Institute of Hematology and Blood Transfusion, U Nemocnice 1, 128 20 Prague, Czech Republic.
Faculty of Science, Charles University, Albertov 2038, 128 00 Prague, Czech Republic.
Cells. 2020 Mar 26;9(4):794. doi: 10.3390/cells9040794.
Myelodysplastic syndromes (MDS) are hematopoietic stem cell disorders with large heterogeneity at the clinical and molecular levels. As diagnostic procedures shift from bone marrow biopsies towards less invasive techniques, circulating small noncoding RNAs (sncRNAs) have become of particular interest as potential novel noninvasive biomarkers of the disease. We aimed to characterize the expression profiles of circulating sncRNAs of MDS patients and to search for specific RNAs applicable as potential biomarkers. We performed small RNA-seq in paired samples of total plasma and plasma-derived extracellular vesicles (EVs) obtained from 42 patients and 17 healthy controls and analyzed the data with respect to the stage of the disease, patient survival, response to azacitidine, mutational status, and RNA editing. Significantly higher amounts of RNA material and a striking imbalance in RNA content between plasma and EVs (more than 400 significantly deregulated sncRNAs) were found in MDS patients compared to healthy controls. Moreover, the RNA content of EV cargo was more homogeneous than that of total plasma, and different RNAs were deregulated in these two types of material. Differential expression analyses identified that many hematopoiesis-related miRNAs (e.g., miR-34a, miR-125a, and miR-150) were significantly increased in MDS and that miRNAs clustered on 14q32 were specifically increased in early MDS. Only low numbers of circulating sncRNAs were significantly associated with somatic mutations in the or genes. Survival analysis defined a signature of four sncRNAs (miR-1237-3p, U33, hsa_piR_019420, and miR-548av-5p measured in EVs) as the most significantly associated with overall survival (HR = 5.866, < 0.001). In total plasma, we identified five circulating miRNAs (miR-423-5p, miR-126-3p, miR-151a-3p, miR-125a-5p, and miR-199a-3p) whose combined expression levels could predict the response to azacitidine treatment. In conclusion, our data demonstrate that circulating sncRNAs show specific patterns in MDS and that their expression changes during disease progression, providing a rationale for the potential clinical usefulness of circulating sncRNAs in MDS prognosis. However, monitoring sncRNA levels in total plasma or in the EV fraction does not reflect one another, instead, they seem to represent distinctive snapshots of the disease and the data should be interpreted circumspectly with respect to the type of material analyzed.
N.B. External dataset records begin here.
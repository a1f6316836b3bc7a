use once_cell::unsync::OnceCell;
use reqwest::{Client, RequestBuilder, Response, StatusCode};
use serde::de::DeserializeOwned;
use shared::models::{
    ApiErrorBody, ArchiveResponse, ArchivedConversationsResponse, LoginRequest, LoginResponse,
    OpsMessage, UnarchiveResponse, UserInfoResponse,
};
use thiserror::Error;

use crate::auth;
use crate::config::FrontendConfig;

thread_local! {
    static SHARED_CLIENT: OnceCell<SupportApi> = OnceCell::new();
}

/// Failure modes for REST calls.
#[derive(Debug, Error)]
pub enum ApiError {
    /// Transport or decoding failure.
    #[error("request failed: {0}")]
    Http(#[from] reqwest::Error),

    /// The server rejected the bearer token; the stored session is gone.
    #[error("session expired")]
    Unauthorized,

    /// The server answered with an application-level error body.
    #[error("{0}")]
    Rejected(String),
}

/// Lightweight API client for the support chat REST surface.
#[derive(Clone, Debug)]
pub struct SupportApi {
    base_url: String,
    client: Client,
}

impl SupportApi {
    /// Create a new API client with the provided base URL.
    pub fn new(base_url: &str) -> Self {
        Self {
            base_url: base_url.trim_end_matches('/').to_string(),
            client: Client::new(),
        }
    }

    pub fn shared() -> Self {
        SHARED_CLIENT.with(|cell| {
            cell.get_or_init(|| Self::new(&FrontendConfig::default().api_base_url))
                .clone()
        })
    }

    fn api_url(&self, path: &str) -> String {
        format!("{}/{}", self.base_url, path.trim_start_matches('/'))
    }

    fn authorized(&self, request: RequestBuilder) -> RequestBuilder {
        match auth::token() {
            Some(token) => request.bearer_auth(token),
            None => request,
        }
    }

    /// 401/403 from a guarded endpoint wipes the session and surfaces as
    /// `Unauthorized`, which pages translate into a redirect to login.
    fn guard(response: Response) -> Result<Response, ApiError> {
        match response.status() {
            StatusCode::UNAUTHORIZED | StatusCode::FORBIDDEN => {
                auth::clear();
                Err(ApiError::Unauthorized)
            }
            _ => Ok(response),
        }
    }

    async fn rejection(response: Response) -> ApiError {
        let fallback = format!("request failed: {}", response.status());
        match response.json::<ApiErrorBody>().await {
            Ok(body) => ApiError::Rejected(body.detail),
            Err(_) => ApiError::Rejected(fallback),
        }
    }

    async fn accept<T: DeserializeOwned>(response: Response) -> Result<T, ApiError> {
        let response = Self::guard(response)?;
        if response.status().is_success() {
            Ok(response.json().await?)
        } else {
            Err(Self::rejection(response).await)
        }
    }

    async fn get_json<T: DeserializeOwned>(&self, path: &str) -> Result<T, ApiError> {
        let url = self.api_url(path);
        let response = self.authorized(self.client.get(url)).send().await?;
        Self::accept(response).await
    }

    async fn post_json<T: DeserializeOwned>(&self, path: &str) -> Result<T, ApiError> {
        let url = self.api_url(path);
        let response = self.authorized(self.client.post(url)).send().await?;
        Self::accept(response).await
    }

    /// Authenticate with login/password form credentials.
    pub async fn login(&self, request: &LoginRequest) -> Result<LoginResponse, ApiError> {
        let url = self.api_url("auth/login");
        let response = self
            .client
            .post(url)
            .form(&[
                ("login", request.login.as_str()),
                ("password", request.password.as_str()),
            ])
            .send()
            .await?;
        if response.status().is_success() {
            Ok(response.json().await?)
        } else {
            Err(Self::rejection(response).await)
        }
    }

    /// Profile and message statistics for one user (operator only).
    pub async fn user_info(&self, login: &str) -> Result<UserInfoResponse, ApiError> {
        self.get_json(&format!("ops/user_info_by_login/{login}")).await
    }

    /// List archived conversations (operator only).
    pub async fn archived_conversations(&self) -> Result<ArchivedConversationsResponse, ApiError> {
        self.get_json("ops/archived_conversations").await
    }

    /// Move one conversation to the archive (operator only).
    pub async fn archive_conversation(&self, login: &str) -> Result<ArchiveResponse, ApiError> {
        self.post_json(&format!("ops/archive_conversation/{login}")).await
    }

    /// Restore one archived conversation (operator only).
    pub async fn unarchive_conversation(&self, login: &str) -> Result<UnarchiveResponse, ApiError> {
        self.post_json(&format!("ops/unarchive_conversation/{login}")).await
    }

    /// Drop the server's cached user state (operator only).
    pub async fn clear_user_cache(&self) -> Result<OpsMessage, ApiError> {
        self.post_json("ops/clear_user_cache").await
    }

    /// Re-seed the database (operator only, destructive).
    pub async fn reset_database(&self) -> Result<OpsMessage, ApiError> {
        self.post_json("ops/setup").await
    }
}

/// Build the chat WebSocket URL from the page location: `ws` on plain
/// HTTP, `wss` on HTTPS, token passed as an encoded query parameter.
pub fn websocket_url(login: &str, token: &str) -> Option<String> {
    let location = web_sys::window()?.location();
    let protocol = location.protocol().ok()?;
    let host = location.host().ok()?;
    let scheme = if protocol == "https:" { "wss" } else { "ws" };
    let encoded: String = js_sys::encode_uri_component(token).into();
    Some(websocket_url_for(scheme, &host, login, &encoded))
}

pub(crate) fn websocket_url_for(
    scheme: &str,
    host: &str,
    login: &str,
    encoded_token: &str,
) -> String {
    format!("{scheme}://{host}/ws/{login}?token={encoded_token}")
}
骨髓增生异常综合征(MDS)是一种造血干细胞疾病,在临床和分子水平上具有很大的异质性。随着诊断程序从骨髓活检转向侵袭性较小的技术,循环小非编码 RNA(sncRNA)作为疾病潜在的新型非侵入性生物标志物引起了特别关注。我们旨在描述 MDS 患者循环 sncRNA 的表达谱,并寻找可作为潜在生物标志物的特定 RNA。我们对 42 名患者和 17 名健康对照者的总血浆和血浆衍生细胞外囊泡(EV)的配对样本进行了小 RNA-seq,并对数据进行了分析,以评估疾病的阶段、患者的生存、阿扎胞苷的反应、突变状态和 RNA 编辑。与健康对照组相比,MDS 患者的 RNA 物质含量明显更高,血浆和 EV 之间的 RNA 含量存在明显失衡(超过 400 个明显失调的 sncRNA)。此外,EV 货物的 RNA 含量比总血浆更均匀,并且这两种类型的物质中都存在不同的 RNA 失调。差异表达分析表明,许多与造血相关的 miRNA(例如 miR-34a、miR-125a 和 miR-150)在 MDS 中显著增加,并且 14q32 上的 miRNA 簇在早期 MDS 中特异性增加。只有少数循环 sncRNA 与 或 基因的体细胞突变显著相关。生存分析定义了由 4 个 sncRNA(在 EV 中测量的 miR-1237-3p、U33、hsa_piR_019420 和 miR-548av-5p)组成的特征作为与总生存时间最显著相关的特征(HR=5.866, < 0.001)。在总血浆中,我们鉴定了五个循环 miRNA(miR-423-5p、miR-126-3p、miR-151a-3p、miR-125a-5p 和 miR-199a-3p),其表达水平的组合可预测阿扎胞苷治疗的反应。总之,我们的数据表明,循环 sncRNA 在 MDS 中表现出特定的模式,并且它们的表达在疾病进展过程中发生变化,为循环 sncRNA 在 MDS 预后中的潜在临床应用提供了依据。然而,在总血浆或 EV 部分中监测 sncRNA 水平并不能相互反映,相反,它们似乎代表了疾病的独特快照,并且应根据分析的材料类型谨慎解释数据。